Good modern full scores of the two Requiems and of Les Deux Journées(the latter unfortunately without the dialogue, which, however, is accessible in its fairly good German translation in the Reclam Bibliolhek), and also of ten opera overtures, are current in the Peters edition. Vocal scores of some of the other operas are not difficult to get. The great Credo is in the Peters edition, but is becoming scarce. The string quartets are in Payne’s Miniature Scores.It is very desirable that the operas, from Démophon onwards, should be republished in full score.

See also E. Bellasis, Cherubini (1874); and an article with personal reminiscences by the composer Ferdinand Hiller, in Macmillan’s Magazine(1875). A complete catalogue of his compositions (1773-1841) was edited by Bottée du Toulmon.

(D. F. T.)


CHÉRUEL, PIERRE ADOLPHE (1800-1891), French historian, was born at Rouen on the 17th of January 1809. He was educated at the École Normale Supérieure, and became a fellow (agrégé) in 1830. His early studies were devoted to his native town. His Histoire de Rouen sous la domination anglaise au XVe siecle(1840) and Histoire de Rouen pendant l’époque comunale, 1150-1382(Rouen, 1843-1844), are meritorious productions for a time when the archives were neither inventoried nor classified, and contain useful documents previously unpublished. His theses for the degree of doctor, De l’administration de Louis XIV d’après les Mémoires inédits d’Olivier d’Ormesson and De Maria Stuarta et Henrico III. (1849), led him to the study of general history. The former was expanded afterwards under the title Histoire de l’administration monarchique en France depuis l’avènement de Philippe-Auguste jusqu’à la mort de Louis XIV(1855), and in 1855 he also published his Dictionnaire historique des institutions, mœurs et coutumes de la France, of which many editions have appeared. These works may still be consulted for the 17th century, the period upon which Chéruel concentrated all his scientific activity. He edited successively the Journal d’Olivier Lefèvre d’Ormesson(1860-1862), interesting for the history of the parlement of Paris during the minority of Louis XIV.; Lettres du cardinal Mazarin pendant son ministère (6 vols., 1870-1891), continued by the vicomte G. d’Avenel; and Memoires du duc de Saint-Simon, published for the first time according to the original MSS. (2 editions, 1856-1858 and 1878-1881). To Saint-Simon also he devoted two critical studies, which are acute but not definitive: Saint-Simon considéré comme historien de Louis XIV (1865) and Notice sur la vie et sur les mémoires du duc de Saint-Simon(1876). The latter may be considered as an introduction to the famous Mémoires. Among his later writings may be mentioned the Histoire de la France pendant la minorité de Louis XIV (4 vols., 1880) and Histoire de la France sous le ministère de Mazarin (3 vols., 1882-1883). These two works are valuable for abundance of facts, precision of details, and clear and intelligent arrangement, but are characterized by a slightly frigid style. In their compilation Chéruel used a fair number of unpublished documents. To the student of the second half of the 17th century in France the works of Chéruel are a mine of information. He died in Paris on the 1st of May 1891.
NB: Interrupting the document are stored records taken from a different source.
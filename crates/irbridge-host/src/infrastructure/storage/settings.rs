//! TOML host settings.
//!
//! Read from the platform-appropriate settings file:
//! - Windows:  `%APPDATA%\irbridge\settings.toml`
//! - Linux:    `$XDG_CONFIG_HOME/irbridge/settings.toml` or `~/.config/irbridge/settings.toml`
//! - macOS:    `~/Library/Application Support/irbridge/settings.toml`
//!
//! The bindings file defaults to `bindings.ini` in the same directory.
//!
//! ```toml
//! [general]
//! log_level = "debug"
//!
//! [serial]
//! connect_timeout_ms = 5000
//! max_scan_rounds = 10
//!
//! [learn]
//! confirm_suppression_ms = 700
//! ```
//!
//! Every section and field has a serde default, so a missing file, a missing
//! section, or a missing field all fall back to the built-in values.  On
//! first run the binary writes the defaults out so there is a file to edit.

use std::ffi::OsString;
use std::path::{Path, PathBuf};
use std::time::Duration;

use serde::{Deserialize, Serialize};
use tracing::{debug, info};

use super::StorageError;
use crate::application::connect::ConnectPolicy;
use crate::application::learn::LearnOptions;
use crate::infrastructure::serial::LineSettings;

const APP_DIR: &str = "irbridge";
const SETTINGS_FILE: &str = "settings.toml";
const BINDINGS_FILE: &str = "bindings.ini";

// ── Settings schema ───────────────────────────────────────────────────────────

/// Top-level host settings stored on disk.
#[derive(Debug, Clone, Default, Serialize, Deserialize, PartialEq)]
pub struct HostSettings {
    #[serde(default)]
    pub general: GeneralSettings,
    #[serde(default)]
    pub serial: SerialSettings,
    #[serde(default)]
    pub learn: LearnSettings,
}

#[derive(Debug, Clone, Serialize, Deserialize, PartialEq)]
pub struct GeneralSettings {
    /// `tracing` filter used when `RUST_LOG` is not set.
    #[serde(default = "default_log_level")]
    pub log_level: String,
    /// Bindings file; defaults to `bindings.ini` next to the settings file.
    #[serde(default, skip_serializing_if = "Option::is_none")]
    pub bindings_file: Option<PathBuf>,
}

/// Receiver connection settings.
#[derive(Debug, Clone, Serialize, Deserialize, PartialEq)]
pub struct SerialSettings {
    #[serde(default = "default_baud_rate")]
    pub baud_rate: u32,
    /// How long each candidate port gets to send its handshake.
    #[serde(default = "default_connect_timeout_ms")]
    pub connect_timeout_ms: u64,
    /// Pause between two full scans of the port list.
    #[serde(default = "default_rescan_interval_ms")]
    pub rescan_interval_ms: u64,
    /// Number of full scans before giving up; `0` scans forever.
    #[serde(default)]
    pub max_scan_rounds: u32,
}

/// Learn-flow settings.
#[derive(Debug, Clone, Serialize, Deserialize, PartialEq)]
pub struct LearnSettings {
    /// How long to wait for each button press.
    #[serde(default = "default_capture_timeout_ms")]
    pub capture_timeout_ms: u64,
    /// Frames are ignored for this long after the first press, so the
    /// remote's auto-repeat cannot confirm itself.
    #[serde(default = "default_confirm_suppression_ms")]
    pub confirm_suppression_ms: u64,
    /// Press-and-confirm rounds before the learn flow gives up.
    #[serde(default = "default_max_attempts")]
    pub max_attempts: u32,
}

// ── Default helpers ───────────────────────────────────────────────────────────

fn default_log_level() -> String {
    "info".to_string()
}
fn default_baud_rate() -> u32 {
    LineSettings::default().baud_rate
}
fn default_connect_timeout_ms() -> u64 {
    3000
}
fn default_rescan_interval_ms() -> u64 {
    1000
}
fn default_capture_timeout_ms() -> u64 {
    30_000
}
fn default_confirm_suppression_ms() -> u64 {
    500
}
fn default_max_attempts() -> u32 {
    3
}

impl Default for GeneralSettings {
    fn default() -> Self {
        Self {
            log_level: default_log_level(),
            bindings_file: None,
        }
    }
}

impl Default for SerialSettings {
    fn default() -> Self {
        Self {
            baud_rate: default_baud_rate(),
            connect_timeout_ms: default_connect_timeout_ms(),
            rescan_interval_ms: default_rescan_interval_ms(),
            max_scan_rounds: 0,
        }
    }
}

impl Default for LearnSettings {
    fn default() -> Self {
        Self {
            capture_timeout_ms: default_capture_timeout_ms(),
            confirm_suppression_ms: default_confirm_suppression_ms(),
            max_attempts: default_max_attempts(),
        }
    }
}

// ── Conversions ───────────────────────────────────────────────────────────────

impl SerialSettings {
    pub fn line_settings(&self) -> LineSettings {
        LineSettings {
            baud_rate: self.baud_rate,
        }
    }

    pub fn connect_policy(&self) -> ConnectPolicy {
        ConnectPolicy {
            connect_timeout: Duration::from_millis(self.connect_timeout_ms),
            rescan_interval: Duration::from_millis(self.rescan_interval_ms),
            max_scan_rounds: self.max_scan_rounds,
        }
    }
}

impl LearnSettings {
    pub fn learn_options(&self) -> LearnOptions {
        LearnOptions {
            capture_timeout: Duration::from_millis(self.capture_timeout_ms),
            confirm_suppression: Duration::from_millis(self.confirm_suppression_ms),
            max_attempts: self.max_attempts,
        }
    }
}

impl HostSettings {
    /// The configured bindings file, or `bindings.ini` in the settings directory.
    ///
    /// # Errors
    ///
    /// [`StorageError::NoPlatformConfigDir`] if no file is configured and the
    /// settings directory cannot be determined.
    pub fn bindings_path(&self) -> Result<PathBuf, StorageError> {
        match &self.general.bindings_file {
            Some(path) => Ok(path.clone()),
            None => Ok(settings_dir()?.join(BINDINGS_FILE)),
        }
    }
}

// ── Settings repository ───────────────────────────────────────────────────────

/// The platform-appropriate settings directory.
///
/// # Errors
///
/// [`StorageError::NoPlatformConfigDir`] when the base directory cannot be
/// determined from the environment.
pub fn settings_dir() -> Result<PathBuf, StorageError> {
    config_dir_from(|name| std::env::var_os(name)).ok_or(StorageError::NoPlatformConfigDir)
}

/// Full path of the default settings file.
///
/// # Errors
///
/// As for [`settings_dir`].
pub fn settings_file_path() -> Result<PathBuf, StorageError> {
    Ok(settings_dir()?.join(SETTINGS_FILE))
}

/// Loads settings from `path`, returning the defaults if the file does not exist.
///
/// # Errors
///
/// [`StorageError::Io`] for file-system errors other than "not found", and
/// [`StorageError::Parse`] if the TOML is malformed.
pub fn load_settings(path: &Path) -> Result<HostSettings, StorageError> {
    match std::fs::read_to_string(path) {
        Ok(content) => {
            let settings: HostSettings = toml::from_str(&content)?;
            debug!("loaded settings from {}", path.display());
            Ok(settings)
        }
        Err(e) if e.kind() == std::io::ErrorKind::NotFound => {
            debug!("no settings at {}, using defaults", path.display());
            Ok(HostSettings::default())
        }
        Err(source) => Err(StorageError::Io {
            path: path.to_path_buf(),
            source,
        }),
    }
}

/// Writes `settings` to `path`, creating the directory if needed.
///
/// # Errors
///
/// [`StorageError::Io`] for file-system failures or
/// [`StorageError::Serialize`] if serialization fails.
pub fn save_settings(path: &Path, settings: &HostSettings) -> Result<(), StorageError> {
    if let Some(dir) = path.parent() {
        std::fs::create_dir_all(dir).map_err(|source| StorageError::Io {
            path: dir.to_path_buf(),
            source,
        })?;
    }

    let content = toml::to_string_pretty(settings)?;
    std::fs::write(path, content).map_err(|source| StorageError::Io {
        path: path.to_path_buf(),
        source,
    })
}

/// Writes the default settings to `path` unless a file is already there.
///
/// Returns `true` if a file was written.
///
/// # Errors
///
/// As for [`save_settings`].
pub fn write_default_settings_if_missing(path: &Path) -> Result<bool, StorageError> {
    if path.exists() {
        return Ok(false);
    }
    save_settings(path, &HostSettings::default())?;
    info!("wrote default settings to {}", path.display());
    Ok(true)
}

/// Resolves the settings directory from environment lookups.
///
/// Windows uses `%APPDATA%`, macOS `~/Library/Application Support`, and other
/// Unix systems `$XDG_CONFIG_HOME` falling back to `~/.config`.
fn config_dir_from(var: impl Fn(&str) -> Option<OsString>) -> Option<PathBuf> {
    let home = || var("HOME").map(PathBuf::from);
    let base = if cfg!(target_os = "windows") {
        var("APPDATA").map(PathBuf::from)
    } else if cfg!(target_os = "macos") {
        home().map(|h| h.join("Library").join("Application Support"))
    } else if cfg!(unix) {
        var("XDG_CONFIG_HOME")
            .map(PathBuf::from)
            .or_else(|| home().map(|h| h.join(".config")))
    } else {
        None
    }?;
    Some(base.join(APP_DIR))
}

// ── Tests ─────────────────────────────────────────────────────────────────────

#[cfg(test)]
mod tests {
    use super::*;

    // ── Defaults ──────────────────────────────────────────────────────────────

    #[test]
    fn test_default_serial_settings_match_receiver_profile() {
        let settings = SerialSettings::default();
        assert_eq!(settings.baud_rate, 115_200);
        assert_eq!(settings.connect_timeout_ms, 3000);
        assert_eq!(settings.max_scan_rounds, 0, "scan forever by default");
    }

    #[test]
    fn test_default_learn_settings() {
        let options = LearnSettings::default().learn_options();
        assert_eq!(options.confirm_suppression, Duration::from_millis(500));
        assert_eq!(options.max_attempts, 3);
    }

    #[test]
    fn test_connect_policy_converts_milliseconds() {
        let mut serial = SerialSettings::default();
        serial.rescan_interval_ms = 250;

        let policy = serial.connect_policy();

        assert_eq!(policy.connect_timeout, Duration::from_secs(3));
        assert_eq!(policy.rescan_interval, Duration::from_millis(250));
    }

    // ── TOML round-trip ───────────────────────────────────────────────────────

    #[test]
    fn test_settings_serialize_and_deserialize_round_trip() {
        // Arrange
        let mut settings = HostSettings::default();
        settings.serial.max_scan_rounds = 4;
        settings.general.bindings_file = Some(PathBuf::from("/tmp/remote.ini"));

        // Act
        let text = toml::to_string_pretty(&settings).expect("serialize");
        let restored: HostSettings = toml::from_str(&text).expect("deserialize");

        // Assert
        assert_eq!(settings, restored);
    }

    #[test]
    fn test_empty_toml_uses_defaults() {
        let settings: HostSettings = toml::from_str("").expect("deserialize empty");
        assert_eq!(settings, HostSettings::default());
    }

    #[test]
    fn test_partial_section_keeps_other_defaults() {
        // Arrange
        let text = "[serial]\nconnect_timeout_ms = 5000\n";

        // Act
        let settings: HostSettings = toml::from_str(text).expect("deserialize partial");

        // Assert
        assert_eq!(settings.serial.connect_timeout_ms, 5000);
        assert_eq!(settings.serial.baud_rate, 115_200);
        assert_eq!(settings.general.log_level, "info");
    }

    #[test]
    fn test_unset_bindings_file_is_omitted_from_toml() {
        let text = toml::to_string_pretty(&HostSettings::default()).expect("serialize");
        assert!(!text.contains("bindings_file"));
    }

    // ── File access ───────────────────────────────────────────────────────────

    #[test]
    fn test_load_settings_missing_file_returns_defaults() {
        let dir = tempfile::tempdir().unwrap();

        let settings = load_settings(&dir.path().join("absent.toml")).unwrap();

        assert_eq!(settings, HostSettings::default());
    }

    #[test]
    fn test_load_settings_invalid_toml_is_parse_error() {
        let dir = tempfile::tempdir().unwrap();
        let path = dir.path().join("settings.toml");
        std::fs::write(&path, "[[[ not toml").unwrap();

        assert!(matches!(load_settings(&path), Err(StorageError::Parse(_))));
    }

    #[test]
    fn test_save_then_load_settings_via_temp_dir() {
        // Arrange
        let dir = tempfile::tempdir().unwrap();
        let path = dir.path().join("nested").join("settings.toml");
        let mut settings = HostSettings::default();
        settings.general.log_level = "debug".to_string();

        // Act
        save_settings(&path, &settings).unwrap();
        let loaded = load_settings(&path).unwrap();

        // Assert
        assert_eq!(loaded, settings);
    }

    #[test]
    fn test_missing_settings_file_is_written_with_defaults() {
        // Arrange
        let dir = tempfile::tempdir().unwrap();
        let path = dir.path().join("irbridge").join("settings.toml");

        // Act
        let written = write_default_settings_if_missing(&path).unwrap();

        // Assert
        assert!(written);
        assert_eq!(load_settings(&path).unwrap(), HostSettings::default());
    }

    #[test]
    fn test_existing_settings_file_is_left_alone() {
        // Arrange
        let dir = tempfile::tempdir().unwrap();
        let path = dir.path().join("settings.toml");
        std::fs::write(&path, "[general]\nlog_level = \"trace\"\n").unwrap();

        // Act
        let written = write_default_settings_if_missing(&path).unwrap();

        // Assert
        assert!(!written);
        assert_eq!(load_settings(&path).unwrap().general.log_level, "trace");
    }

    // ── Directory resolution ──────────────────────────────────────────────────

    fn env_of(pairs: &'static [(&'static str, &'static str)]) -> impl Fn(&str) -> Option<OsString> {
        move |name| {
            pairs
                .iter()
                .find(|(key, _)| *key == name)
                .map(|(_, value)| OsString::from(*value))
        }
    }

    #[cfg(target_os = "linux")]
    #[test]
    fn test_config_dir_prefers_xdg_config_home() {
        let dir = config_dir_from(env_of(&[("XDG_CONFIG_HOME", "/xdg"), ("HOME", "/home/u")]));
        assert_eq!(dir, Some(PathBuf::from("/xdg/irbridge")));
    }

    #[cfg(target_os = "linux")]
    #[test]
    fn test_config_dir_falls_back_to_home_dot_config() {
        let dir = config_dir_from(env_of(&[("HOME", "/home/u")]));
        assert_eq!(dir, Some(PathBuf::from("/home/u/.config/irbridge")));
    }

    #[test]
    fn test_config_dir_without_environment_is_none() {
        assert_eq!(config_dir_from(env_of(&[])), None);
    }

    #[test]
    fn test_configured_bindings_file_wins_over_default() {
        let mut settings = HostSettings::default();
        settings.general.bindings_file = Some(PathBuf::from("custom.ini"));

        assert_eq!(settings.bindings_path().unwrap(), PathBuf::from("custom.ini"));
    }

    #[test]
    fn test_settings_file_path_ends_with_settings_toml() {
        // NoPlatformConfigDir in a stripped environment is also acceptable.
        if let Ok(path) = settings_file_path() {
            assert!(path.ends_with("settings.toml"), "got {path:?}");
        }
    }
}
CHERUSCI, an ancient German tribe occupying the basin of the Weser to the north of the Chatti. Together with the other tribes of western Germany they submitted to the Romans in 11-9 B.C., but in A.D. 9 Arminius, one of their princes, rose in revolt, and defeated and slew the Roman general Quintilius Varus with his whole army. Germanicus Caesar made several unsuccessful attempts to bring them into subjection again. By the end of the 1st century the prestige of the Cherusci had declined through unsuccessful warfare with the Chatti. Their territory was eventually occupied by the Saxons.

Tacitus, Annals, i.2, 11, 12, 13; Germania, 36; Strabo, p. 291 f.; E. Devrient, in Neue Jahrb. f. d. klass. Alter. (1900), p. 517.
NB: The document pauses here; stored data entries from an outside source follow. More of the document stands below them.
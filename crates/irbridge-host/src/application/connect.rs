//! Finds the receiver by scanning serial ports.
//!
//! Each candidate port is opened and given `connect_timeout` to send its
//! `DEVICE_ACTIVE` greeting.  A port that stays silent is closed again and the
//! next one is tried.  When a whole scan finds nothing the scan waits
//! `rescan_interval` and starts over, so a receiver plugged in after start-up
//! is still picked up.
//!
//! With an explicit port name only that port is probed, with the same
//! timeout and retry policy.

use std::sync::atomic::{AtomicBool, Ordering};
use std::sync::Arc;
use std::thread;
use std::time::{Duration, Instant};

use thiserror::Error;
use tracing::{debug, info, warn};

use crate::infrastructure::serial::{DeviceLink, LineSettings, SerialTransport, TransportError};

/// Granularity of the cancellable sleep between scan rounds.
const SLEEP_SLICE: Duration = Duration::from_millis(50);

/// Error type for the connect use case.
#[derive(Debug, Error)]
pub enum ConnectError {
    /// Every scan round found an empty port list.
    #[error("no serial ports available")]
    NoPortsAvailable,

    /// Ports were found but none of them answered the handshake.
    #[error("no receiver answered after {rounds} scan round(s)")]
    NoDeviceFound { rounds: u32 },

    /// The shutdown flag was cleared while scanning.
    #[error("connection attempt cancelled")]
    Cancelled,

    /// The system port list could not be read.
    #[error(transparent)]
    Transport(#[from] TransportError),
}

/// Timeouts and retry limits for [`connect`].
#[derive(Debug, Clone, Copy, PartialEq, Eq)]
pub struct ConnectPolicy {
    pub connect_timeout: Duration,
    pub rescan_interval: Duration,
    /// `0` scans until cancelled.
    pub max_scan_rounds: u32,
}

impl Default for ConnectPolicy {
    fn default() -> Self {
        Self {
            connect_timeout: Duration::from_millis(3000),
            rescan_interval: Duration::from_millis(1000),
            max_scan_rounds: 0,
        }
    }
}

/// Scans until a receiver completes the handshake and returns its link.
///
/// `running` is checked between ports and during the pause between rounds;
/// clearing it ends the scan with [`ConnectError::Cancelled`].
///
/// # Errors
///
/// [`ConnectError::NoPortsAvailable`] or [`ConnectError::NoDeviceFound`] once
/// `max_scan_rounds` is exhausted, [`ConnectError::Cancelled`] on shutdown, and
/// [`ConnectError::Transport`] if the port list cannot be read.
pub fn connect(
    transport: &dyn SerialTransport,
    settings: LineSettings,
    explicit_port: Option<&str>,
    policy: &ConnectPolicy,
    running: &AtomicBool,
) -> Result<Arc<DeviceLink>, ConnectError> {
    let mut round = 0u32;
    let mut saw_ports = false;

    loop {
        round += 1;
        let candidates = match explicit_port {
            Some(port) => vec![port.to_string()],
            None => transport.list_ports()?,
        };
        if candidates.is_empty() {
            warn!(round, "no serial ports found");
        }
        saw_ports |= !candidates.is_empty();

        for port in &candidates {
            if !running.load(Ordering::Acquire) {
                return Err(ConnectError::Cancelled);
            }
            if let Some(link) = probe(transport, port, settings, policy.connect_timeout) {
                return Ok(link);
            }
        }

        if policy.max_scan_rounds != 0 && round >= policy.max_scan_rounds {
            return Err(if saw_ports {
                ConnectError::NoDeviceFound { rounds: round }
            } else {
                ConnectError::NoPortsAvailable
            });
        }

        info!(
            round,
            "no receiver found, scanning again in {:?}", policy.rescan_interval
        );
        if !sleep_while_running(policy.rescan_interval, running) {
            return Err(ConnectError::Cancelled);
        }
    }
}

fn probe(
    transport: &dyn SerialTransport,
    port: &str,
    settings: LineSettings,
    timeout: Duration,
) -> Option<Arc<DeviceLink>> {
    debug!(port, "probing port");
    let link = match DeviceLink::open(transport, port, settings) {
        Ok(link) => link,
        Err(e) => {
            debug!(port, error = %e, "could not open port");
            return None;
        }
    };

    match link.wait_for_connection(timeout) {
        Ok(()) => {
            info!(port, "receiver found");
            Some(link)
        }
        Err(e) => {
            debug!(port, error = %e, "no handshake");
            link.close();
            None
        }
    }
}

/// Sleeps for `total`, returning `false` early if `running` is cleared.
fn sleep_while_running(total: Duration, running: &AtomicBool) -> bool {
    let deadline = Instant::now() + total;
    loop {
        if !running.load(Ordering::Acquire) {
            return false;
        }
        let now = Instant::now();
        if now >= deadline {
            return true;
        }
        thread::sleep(SLEEP_SLICE.min(deadline - now));
    }
}

// ── Tests ─────────────────────────────────────────────────────────────────────
// Search orchestration: fetch, then remember what we fetched
use tracing::warn;

use crate::{
    gateway::ContainerSource,
    history::SearchHistoryRepo,
    models::{Container, SearchFilter},
    results::SearchResultsRepo,
};

/// Ties a container source to the history and results repositories.
///
/// One user-visible search = one source call, one history entry, one
/// results batch. Persistence failures are logged and swallowed; a
/// search that fetched data never fails because a blob write did.
pub struct Tracker {
    source: Box<dyn ContainerSource>,
    history: SearchHistoryRepo,
    results: SearchResultsRepo,
}

impl Tracker {
    pub fn new(
        source: Box<dyn ContainerSource>,
        history: SearchHistoryRepo,
        results: SearchResultsRepo,
    ) -> Self {
        Self {
            source,
            history,
            results,
        }
    }

    /// Run a search and persist its outcome.
    ///
    /// The query lands in search history whether or not anything came
    /// back (a blank query records nothing - the history repo guards
    /// that itself). Fetched containers land in the results blob.
    pub async fn search(&self, query: &str, filter: SearchFilter) -> Vec<Container> {
        let containers = match self.source.search(query, filter).await {
            Ok(containers) => containers,
            Err(e) => {
                warn!("Container source failed for {:?}: {}", query, e);
                Vec::new()
            }
        };

        // The repos warn on their own when a write is lost
        self.history.add(query, filter).await;
        self.results.add_many(&containers).await;

        containers
    }

    pub fn history(&self) -> &SearchHistoryRepo {
        &self.history
    }

    pub fn results(&self) -> &SearchResultsRepo {
        &self.results
    }
}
CHESELDEN, WILLIAM (1688-1752), English surgeon, was born at Somerby, Leicestershire, on the 19th of October 1688. He studied anatomy in London under William Cowper (1666-1709), and in 1713 published his Anatomy of the Human Body, which achieved great popularity and went through thirteen editions. In 1718 he was appointed an assistant surgeon at St Thomas’s hospital (London), becoming full surgeon in the following year, and he was also chosen one of the surgeons to St George’s hospital on its foundation in 1733. He retired from St Thomas’s in 1738, and died at Bath on the 10th of April 1752. Cheselden is famous for his “lateral operation for the stone,” which he first performed in 1727. He also effected a great advance in ophthalmic surgery by his operation of iridectomy, described in 1728, for the treatment of certain forms of blindness by the production of an “artificial pupil.” He attended Sir Isaac Newton in his last illness, and was an intimate friend of Alexander Pope and of Sir Hans Sloane.